━━━━━ Dataset entries ━━━━━

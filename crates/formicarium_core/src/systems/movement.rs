//! Reactive local steering: wander, pursuit, repulsion, containment.
//!
//! There is no pathfinding; every motion is a heading plus a speed, with
//! the heading re-aimed each tick. Zero-length vectors are guarded before
//! normalization so an agent standing exactly on its goal never produces
//! a NaN bearing.

use std::f64::consts::{FRAC_PI_4, PI, TAU};

use formicarium_data::Ant;
use rand::Rng;

use super::SystemContext;

/// Smooth random walk: the wander bearing drifts slowly and the actual
/// heading jitters around it, which reads as purposeful meandering
/// instead of noise.
pub fn wander<R: Rng>(ant: &mut Ant, ctx: &SystemContext, rng: &mut R) {
    let cfg = &ctx.config.ant;
    ant.wander_angle += rng.gen_range(-1.0..1.0) * cfg.wander_drift * ctx.dt;
    ant.wander_angle = ant.wander_angle.rem_euclid(TAU);
    ant.heading = ant.wander_angle + rng.gen_range(-cfg.wander_jitter..cfg.wander_jitter);
    step(ant, ctx);
}

/// Aims the heading at a goal point. A zero-distance goal leaves the
/// heading unchanged.
pub fn steer_toward(ant: &mut Ant, x: f64, y: f64) {
    let dx = x - ant.x;
    let dy = y - ant.y;
    if dx * dx + dy * dy > 0.0 {
        ant.heading = dy.atan2(dx);
    }
}

/// Bearing pointing away from a repulsor, jittered by up to ±45° so a
/// crowd fleeing the same deposit fans out instead of clustering.
pub fn repulsion_heading<R: Rng>(ant: &Ant, from_x: f64, from_y: f64, rng: &mut R) -> f64 {
    let dx = ant.x - from_x;
    let dy = ant.y - from_y;
    let away = if dx * dx + dy * dy > 0.0 {
        dy.atan2(dx)
    } else {
        // Standing exactly on the repulsor: any direction is away.
        rng.gen_range(0.0..TAU)
    };
    away + rng.gen_range(-FRAC_PI_4..FRAC_PI_4)
}

/// Advances the ant along its heading, applying the terrain speed factor
/// and the transient state multiplier, then contains it in the world
/// rectangle by reflecting off the edges.
pub fn step(ant: &mut Ant, ctx: &SystemContext) {
    let cfg = &ctx.config.ant;
    let terrain_factor = ctx.terrain.speed_modifier(ant.x, ant.y, ctx.weather);
    let speed = cfg.base_speed * ant.speed_mult.min(cfg.speed_mult_cap) * terrain_factor;

    let nx = ant.x + ant.heading.cos() * speed * ctx.dt;
    let ny = ant.y + ant.heading.sin() * speed * ctx.dt;
    if !nx.is_finite() || !ny.is_finite() {
        return;
    }

    let (cx, cy) = ctx.bounds.clamp(nx, ny);
    if cx != nx {
        ant.heading = PI - ant.heading;
        ant.wander_angle = PI - ant.wander_angle;
    }
    if cy != ny {
        ant.heading = -ant.heading;
        ant.wander_angle = -ant.wander_angle;
    }
    ant.x = cx;
    ant.y = cy;
}

/// Moves toward a goal, stopping dead once within `arrive_range`.
/// Returns true when inside the range after the move.
pub fn approach(ant: &mut Ant, ctx: &SystemContext, x: f64, y: f64, arrive_range: f64) -> bool {
    if ant.distance_to(x, y) <= arrive_range {
        return true;
    }
    steer_toward(ant, x, y);
    step(ant, ctx);
    ant.distance_to(x, y) <= arrive_range
}

#[cfg(test)]
pub(crate) mod tests {
    use super::*;
    use crate::config::SimConfig;
    use crate::food::FoodManager;
    use crate::hazard::HazardField;
    use crate::pheromone::PheromoneField;
    use crate::terrain::{OpenGround, WorldBounds};
    use crate::systems::ColonyView;
    use formicarium_data::{AntRole, AntState, Weather};
    use rand::SeedableRng;
    use rand_chacha::ChaCha8Rng;

    pub(crate) struct Fixture {
        pub config: SimConfig,
        pub pheromones: PheromoneField,
        pub food: FoodManager,
        pub hazards: HazardField,
        pub termites: Vec<formicarium_data::Termite>,
        pub corpses: Vec<formicarium_data::Corpse>,
        pub terrain: OpenGround,
    }

    impl Fixture {
        pub fn new() -> Self {
            let config = SimConfig::default();
            Self {
                pheromones: PheromoneField::new(config.pheromone.clone()),
                food: FoodManager::new(),
                hazards: HazardField::new(config.hazard.clone()),
                termites: Vec::new(),
                corpses: Vec::new(),
                terrain: OpenGround::default(),
                config,
            }
        }

        pub fn ctx(&self, dt: f64) -> SystemContext<'_> {
            SystemContext {
                config: &self.config,
                pheromones: &self.pheromones,
                food: &self.food,
                hazards: &self.hazards,
                termites: &self.termites,
                corpses: &self.corpses,
                colony: ColonyView {
                    home_x: 1000.0,
                    home_y: 600.0,
                    under_attack: false,
                },
                terrain: &self.terrain,
                bounds: WorldBounds {
                    width: self.config.world.width,
                    height: self.config.world.height,
                },
                weather: Weather::Clear,
                dt,
            }
        }
    }

    pub(crate) fn test_ant(x: f64, y: f64) -> Ant {
        Ant {
            id: uuid::Uuid::nil(),
            role: AntRole::Worker,
            x,
            y,
            heading: 0.0,
            wander_angle: 0.0,
            energy: 100.0,
            carried_food: 0.0,
            carrying: false,
            state: AntState::Exploring,
            target: None,
            drop_timer: 1.0,
            rest_timer: 0.0,
            melee_timer: 0.0,
            exposure: 0.0,
            exposure_penalized: false,
            exposure_warned: false,
            speed_mult: 1.0,
            brood_fed: false,
            death_cause: None,
        }
    }

    #[test]
    fn test_step_moves_along_heading() {
        let fixture = Fixture::new();
        let ctx = fixture.ctx(1.0);
        let mut ant = test_ant(100.0, 100.0);
        ant.heading = 0.0;
        step(&mut ant, &ctx);
        assert!((ant.x - 140.0).abs() < 1e-9);
        assert_eq!(ant.y, 100.0);
    }

    #[test]
    fn test_step_reflects_off_bounds() {
        let fixture = Fixture::new();
        let ctx = fixture.ctx(1.0);
        let mut ant = test_ant(5.0, 100.0);
        ant.heading = PI; // straight at the x=0 wall
        step(&mut ant, &ctx);
        assert_eq!(ant.x, 0.0);
        // Reflected heading now points into the world.
        assert!(ant.heading.cos() > 0.0);
    }

    #[test]
    fn test_steer_toward_zero_distance_is_nan_free() {
        let mut ant = test_ant(50.0, 50.0);
        ant.heading = 1.0;
        steer_toward(&mut ant, 50.0, 50.0);
        assert_eq!(ant.heading, 1.0);
        assert!(ant.heading.is_finite());
    }

    #[test]
    fn test_repulsion_points_away() {
        let mut rng = ChaCha8Rng::seed_from_u64(3);
        let ant = test_ant(110.0, 100.0);
        for _ in 0..50 {
            let heading = repulsion_heading(&ant, 100.0, 100.0, &mut rng);
            assert!(heading.is_finite());
            // Away bearing is 0 rad ± 45°; cos stays positive.
            assert!(heading.cos() > 0.0);
        }
    }

    #[test]
    fn test_repulsion_atop_source_is_finite() {
        let mut rng = ChaCha8Rng::seed_from_u64(3);
        let ant = test_ant(100.0, 100.0);
        let heading = repulsion_heading(&ant, 100.0, 100.0, &mut rng);
        assert!(heading.is_finite());
    }

    #[test]
    fn test_approach_stops_inside_range() {
        let fixture = Fixture::new();
        let ctx = fixture.ctx(0.05);
        let mut ant = test_ant(100.0, 100.0);
        let arrived = approach(&mut ant, &ctx, 105.0, 100.0, 10.0);
        assert!(arrived);
        // Already in range: no movement happened.
        assert_eq!(ant.x, 100.0);
    }

    #[test]
    fn test_rain_slows_movement() {
        let fixture = Fixture::new();
        let mut ctx = fixture.ctx(1.0);
        ctx.weather = Weather::Raining;
        let mut ant = test_ant(100.0, 100.0);
        ant.heading = 0.0;
        step(&mut ant, &ctx);
        assert!((ant.x - 128.0).abs() < 1e-9); // 40 * 0.7
    }
}
//! Per-tick agent systems.
//!
//! Ants read the world through a [`SystemContext`] and mutate only
//! themselves directly; every write to a shared subsystem is expressed as
//! an [`AntCommand`] and applied sequentially by the world after the
//! pass. This keeps the transition logic a function of
//! `(state, context)` and makes the tick order auditable.

pub mod behavior;
pub mod movement;

use formicarium_data::{Corpse, PheromoneKind, Termite, Weather};

use crate::config::SimConfig;
use crate::food::FoodManager;
use crate::hazard::HazardField;
use crate::pheromone::PheromoneField;
use crate::terrain::{TerrainQuery, WorldBounds};

/// By-value facts about the colony an ant can act on without borrowing
/// the roster it lives in.
#[derive(Debug, Clone, Copy)]
pub struct ColonyView {
    pub home_x: f64,
    pub home_y: f64,
    pub under_attack: bool,
}

/// Shared subsystem references for one ant pass.
pub struct SystemContext<'a> {
    pub config: &'a SimConfig,
    pub pheromones: &'a PheromoneField,
    pub food: &'a FoodManager,
    pub hazards: &'a HazardField,
    pub termites: &'a [Termite],
    pub corpses: &'a [Corpse],
    pub colony: ColonyView,
    pub terrain: &'a dyn TerrainQuery,
    pub bounds: WorldBounds,
    pub weather: Weather,
    pub dt: f64,
}

/// Deferred mutation of shared state, applied by the world in emission
/// order once the ant pass is complete.
#[derive(Debug, Clone)]
pub enum AntCommand {
    DropPheromone {
        x: f64,
        y: f64,
        kind: PheromoneKind,
        base: f32,
    },
    BeginFollow {
        deposit: u64,
    },
    EndFollow {
        deposit: u64,
    },
    CollectFood {
        ant: usize,
        source: u64,
    },
    StoreFood {
        amount: f64,
    },
    StrikeTermite {
        termite: u64,
        damage: f64,
    },
    CollectCorpse {
        corpse: u64,
    },
    NourishBrood,
    HazardBurst {
        puddle: u64,
    },
}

━━━━━

Every line that contains the string "agent" should be copied from the entries.

//! normalization so an agent standing exactly on its goal never produces
//! Per-tick agent systems.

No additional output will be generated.